WORK INSTRUCTION: Write out once more the lines running from the top of the entries below to the line with "an already-built store.", both ends included.

SOURCE DATA:
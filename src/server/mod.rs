//! HTTP API server for sheet-kv.
//!
//! This module exposes the record mapper and the increment coordinator over
//! a small JSON API built with axum.

mod error;
mod logging;
mod routes;
mod state;

pub use error::ApiError;
pub use logging::{init as init_logging, LoggingError};
pub use routes::{build_cors_layer, router};
pub use state::{AppState, StateError};
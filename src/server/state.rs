//! Application state management.

use std::sync::Arc;

use thiserror::Error;

use crate::config::Config;
use crate::increment::{ConcurrencyMode, IncrementCoordinator};
use crate::sheet::SheetTable;
use crate::store::{self, SharedStore, StoreError};

/// Shared application state.
///
/// Holds the one store handle built at startup; handlers never reach for a
/// global client.
#[derive(Clone)]
pub struct AppState {
    table: SheetTable,
    coordinator: Arc<IncrementCoordinator>,
}

impl AppState {
    /// Wrap an already-built store.
    pub fn new(store: SharedStore, mode: ConcurrencyMode) -> Self {
        Self {
            table: SheetTable::new(store.clone()),
            coordinator: Arc::new(IncrementCoordinator::new(store, mode)),
        }
    }

    /// Create a new AppState from configuration.
    pub fn from_config(config: &Config) -> Result<Self, StateError> {
        let store = store::open(&config.sheet).map_err(StateError::OpenStore)?;
        Ok(Self::new(store, config.sheet.concurrency))
    }

    pub fn table(&self) -> &SheetTable {
        &self.table
    }

    pub fn coordinator(&self) -> &IncrementCoordinator {
        &self.coordinator
    }
}

/// Errors that can occur when setting up application state.
#[derive(Error, Debug)]
pub enum StateError {
    /// Failed to build the configured sheet store.
    #[error("Failed to open sheet store: {0}")]
    OpenStore(StoreError),
}
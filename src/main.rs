use clap::{Parser, Subcommand};
use std::path::PathBuf;
use thiserror::Error;
use tracing_subscriber::EnvFilter;

use sheet_kv::config::{Config, ConfigError, Overrides};
use sheet_kv::store::{self, StoreError};
use sheet_kv::{ConcurrencyMode, IncrementCoordinator, ScoreDelta, SheetTable};

#[derive(Error, Debug)]
pub enum AppError {
    #[error("Config error: {0}")]
    Config(#[from] ConfigError),

    #[error("Store error: {0}")]
    Store(#[from] StoreError),

    #[error("{0}")]
    Sheet(#[from] sheet_kv::Error),

    #[error("JSON output error: {0}")]
    Json(#[from] serde_json::Error),

    #[error("IO error: {0}")]
    Io(#[from] std::io::Error),
}

#[derive(Parser)]
#[command(name = "sheet-kv")]
#[command(about = "Read records from a spreadsheet and apply score increments")]
struct Cli {
    /// Path to the configuration file (defaults to ./sheet-kv.toml when present).
    #[arg(short, long, global = true)]
    config: Option<PathBuf>,

    /// Spreadsheet document ID
    #[arg(long, global = true, env = "SHEET_ID")]
    sheet_id: Option<String>,

    /// Service-account key file
    #[arg(long, global = true, env = "GOOGLE_APPLICATION_CREDENTIALS")]
    credentials: Option<PathBuf>,

    #[command(subcommand)]
    command: Commands,
}

#[derive(Subcommand)]
enum Commands {
    /// Print every data row as a JSON record
    List,

    /// Print the first record whose ID field matches
    Get {
        /// Record ID
        id: String,
    },

    /// Add a delta to a row's Points and count one vote
    Increment {
        /// Row ID (matched against the first column)
        id: String,

        /// Amount to add to Points
        #[arg(allow_hyphen_values = true)]
        delta: ScoreDelta,

        /// Concurrency handling for the update
        #[arg(long, env = "SHEET_CONCURRENCY")]
        concurrency: Option<ConcurrencyMode>,
    },
}

#[tokio::main]
async fn main() -> Result<(), AppError> {
    let _ = dotenvy::dotenv();

    // Diagnostics go to stderr so stdout stays parseable JSON
    tracing_subscriber::fmt()
        .with_env_filter(EnvFilter::from_default_env())
        .with_writer(std::io::stderr)
        .init();

    let cli = Cli::parse();

    let mut config = Config::load(cli.config.as_deref())?;
    config.apply_overrides(Overrides {
        spreadsheet_id: cli.sheet_id,
        credentials: cli.credentials,
        ..Overrides::default()
    });
    let store = store::open(&config.sheet)?;

    match cli.command {
        Commands::List => {
            let records = SheetTable::new(store).list_records().await?;
            println!("{}", serde_json::to_string_pretty(&records)?);
            Ok(())
        }
        Commands::Get { id } => {
            match SheetTable::new(store).find_record_by_id(&id).await {
                Ok(record) => {
                    println!("{}", serde_json::to_string_pretty(&record)?);
                }
                Err(sheet_kv::Error::NotFound { .. }) => {
                    eprintln!("Item '{}' not found", id);
                    std::process::exit(1);
                }
                Err(e) => return Err(e.into()),
            }
            Ok(())
        }
        Commands::Increment {
            id,
            delta,
            concurrency,
        } => {
            let mode = concurrency.unwrap_or(config.sheet.concurrency);
            let coordinator = IncrementCoordinator::new(store, mode);
            let outcome = coordinator.increment_score(&id, delta).await?;
            println!(
                "Points incremented for ID {} (row {}): points {}, votes {}",
                outcome.id, outcome.row.sheet_row, outcome.new_points, outcome.new_votes
            );
            Ok(())
        }
    }
}
//! Google Sheets v4 store.

use chrono::{DateTime, Duration, Utc};
use futures::future::BoxFuture;
use reqwest::{Client, Response};
use serde::Deserialize;
use serde_json::Value as JsonValue;
use tokio::sync::Mutex;
use url::Url;

use crate::logging::{debug, trace};
use crate::sheet::{CellRef, SheetMatrix};

use super::{CellValue, ServiceAccount, SheetStore, StoreError};

const SHEETS_API_BASE: &str = "https://sheets.googleapis.com/v4/spreadsheets";
const SPREADSHEETS_SCOPE: &str = "https://www.googleapis.com/auth/spreadsheets";

/// Tokens are refreshed this long before they expire.
const TOKEN_REFRESH_MARGIN_SECS: i64 = 60;
/// Upper bound on a cached token's lifetime, whatever the token endpoint says.
const MAX_TOKEN_LIFETIME_SECS: i64 = 24 * 60 * 60;

struct CachedToken {
    value: String,
    expires_at: DateTime<Utc>,
}

// <https://developers.google.com/sheets/api/reference/rest/v4/spreadsheets.values#ValueRange>
#[derive(Debug, Deserialize)]
struct ValueRange {
    #[serde(default)]
    values: Vec<Vec<JsonValue>>,
}

#[derive(Debug, Deserialize)]
struct ApiErrorEnvelope {
    error: ApiErrorBody,
}

#[derive(Debug, Deserialize)]
struct ApiErrorBody {
    message: String,
}

/// Sheet store backed by one sheet of a Google spreadsheet.
///
/// Reads fetch the whole sheet; writes update a single cell with
/// `valueInputOption=RAW`. No request timeout is set.
pub struct GoogleSheetsStore {
    client: Client,
    account: ServiceAccount,
    spreadsheet_id: String,
    sheet_name: String,
    base_url: Url,
    token: Mutex<Option<CachedToken>>,
}

impl GoogleSheetsStore {
    pub fn new(
        account: ServiceAccount,
        spreadsheet_id: impl Into<String>,
        sheet_name: impl Into<String>,
    ) -> Result<Self, StoreError> {
        let base_url = Url::parse(SHEETS_API_BASE)
            .map_err(|e| StoreError::Config(format!("invalid api base url: {}", e)))?;
        Ok(Self {
            client: Client::new(),
            account,
            spreadsheet_id: spreadsheet_id.into(),
            sheet_name: sheet_name.into(),
            base_url,
            token: Mutex::new(None),
        })
    }

    /// Point the store at a different API root, e.g. a local emulator.
    pub fn with_base_url(mut self, base_url: &str) -> Result<Self, StoreError> {
        self.base_url = Url::parse(base_url)
            .map_err(|e| StoreError::Config(format!("invalid api base url '{}': {}", base_url, e)))?;
        Ok(self)
    }

    /// URL of the `values` resource for a range.
    fn values_url(&self, range: &str) -> Result<Url, StoreError> {
        let mut url = self.base_url.clone();
        url.path_segments_mut()
            .map_err(|_| StoreError::Config(format!("api base url '{}' cannot hold a path", self.base_url)))?
            .pop_if_empty()
            .push(&self.spreadsheet_id)
            .push("values")
            .push(range);
        Ok(url)
    }

    async fn access_token(&self) -> Result<String, StoreError> {
        let mut cached = self.token.lock().await;
        let now = Utc::now();
        if let Some(token) = cached.as_ref() {
            if token.expires_at - Duration::seconds(TOKEN_REFRESH_MARGIN_SECS) > now {
                return Ok(token.value.clone());
            }
        }

        debug!(account = %self.account.client_email, "fetching access token");
        let fresh = self
            .account
            .fetch_access_token(&self.client, SPREADSHEETS_SCOPE)
            .await?;
        let expires_in = i64::try_from(fresh.expires_in)
            .unwrap_or(MAX_TOKEN_LIFETIME_SECS)
            .min(MAX_TOKEN_LIFETIME_SECS);
        let value = fresh.access_token;
        *cached = Some(CachedToken {
            value: value.clone(),
            expires_at: now + Duration::seconds(expires_in),
        });
        Ok(value)
    }

    async fn fetch_rows(&self) -> Result<SheetMatrix, StoreError> {
        let url = self.values_url(&self.sheet_name)?;
        let token = self.access_token().await?;
        trace!(url = %url, "fetching sheet values");

        let response = self.client.get(url).bearer_auth(token).send().await?;
        let range: ValueRange = check_status(response)
            .await?
            .json()
            .await
            .map_err(|e| StoreError::InvalidResponse(e.to_string()))?;

        let rows = range
            .values
            .into_iter()
            .map(|row| row.into_iter().map(cell_to_string).collect())
            .collect();
        Ok(SheetMatrix::new(rows))
    }

    async fn write_cell(&self, cell: CellRef, value: CellValue) -> Result<(), StoreError> {
        let range = cell.qualified(&self.sheet_name);
        let mut url = self.values_url(&range)?;
        url.query_pairs_mut().append_pair("valueInputOption", "RAW");
        let token = self.access_token().await?;
        debug!(range = %range, value = %value, "writing cell");

        let body = serde_json::json!({
            "range": range,
            "majorDimension": "ROWS",
            "values": [[value.to_json()]],
        });
        let response = self
            .client
            .put(url)
            .bearer_auth(token)
            .json(&body)
            .send()
            .await?;
        check_status(response).await?;
        Ok(())
    }
}

impl SheetStore for GoogleSheetsStore {
    fn get_rows(&self) -> BoxFuture<'_, Result<SheetMatrix, StoreError>> {
        Box::pin(self.fetch_rows())
    }

    fn update_cell(&self, cell: CellRef, value: CellValue) -> BoxFuture<'_, Result<(), StoreError>> {
        Box::pin(self.write_cell(cell, value))
    }
}

/// Turn a non-success response into [`StoreError::Api`] carrying the API's message.
async fn check_status(response: Response) -> Result<Response, StoreError> {
    let status = response.status();
    if status.is_success() {
        return Ok(response);
    }
    let body = response.text().await.unwrap_or_default();
    let message = serde_json::from_str::<ApiErrorEnvelope>(&body)
        .map(|envelope| envelope.error.message)
        .unwrap_or_else(|_| format!("{}: {}", status, body));
    Err(StoreError::Api {
        status: status.as_u16(),
        message,
    })
}

/// Cells come back as strings for formatted reads, but stay defensive about
/// numbers and booleans.
fn cell_to_string(value: JsonValue) -> String {
    match value {
        JsonValue::String(s) => s,
        JsonValue::Null => String::new(),
        other => other.to_string(),
    }
}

EXPECTED ANSWER:
filename src/server/mod.rs
//! HTTP API server for sheet-kv.
//!
//! This module exposes the record mapper and the increment coordinator over
//! a small JSON API built with axum.

mod error;
mod logging;
mod routes;
mod state;

pub use error::ApiError;
pub use logging::{init as init_logging, LoggingError};
pub use routes::{build_cors_layer, router};
pub use state::{AppState, StateError};
filename src/server/state.rs
//! Application state management.

use std::sync::Arc;

use thiserror::Error;

use crate::config::Config;
use crate::increment::{ConcurrencyMode, IncrementCoordinator};
use crate::sheet::SheetTable;
use crate::store::{self, SharedStore, StoreError};

/// Shared application state.
///
/// Holds the one store handle built at startup; handlers never reach for a
/// global client.
#[derive(Clone)]
pub struct AppState {
    table: SheetTable,
    coordinator: Arc<IncrementCoordinator>,
}

impl AppState {
    /// Wrap an already-built store.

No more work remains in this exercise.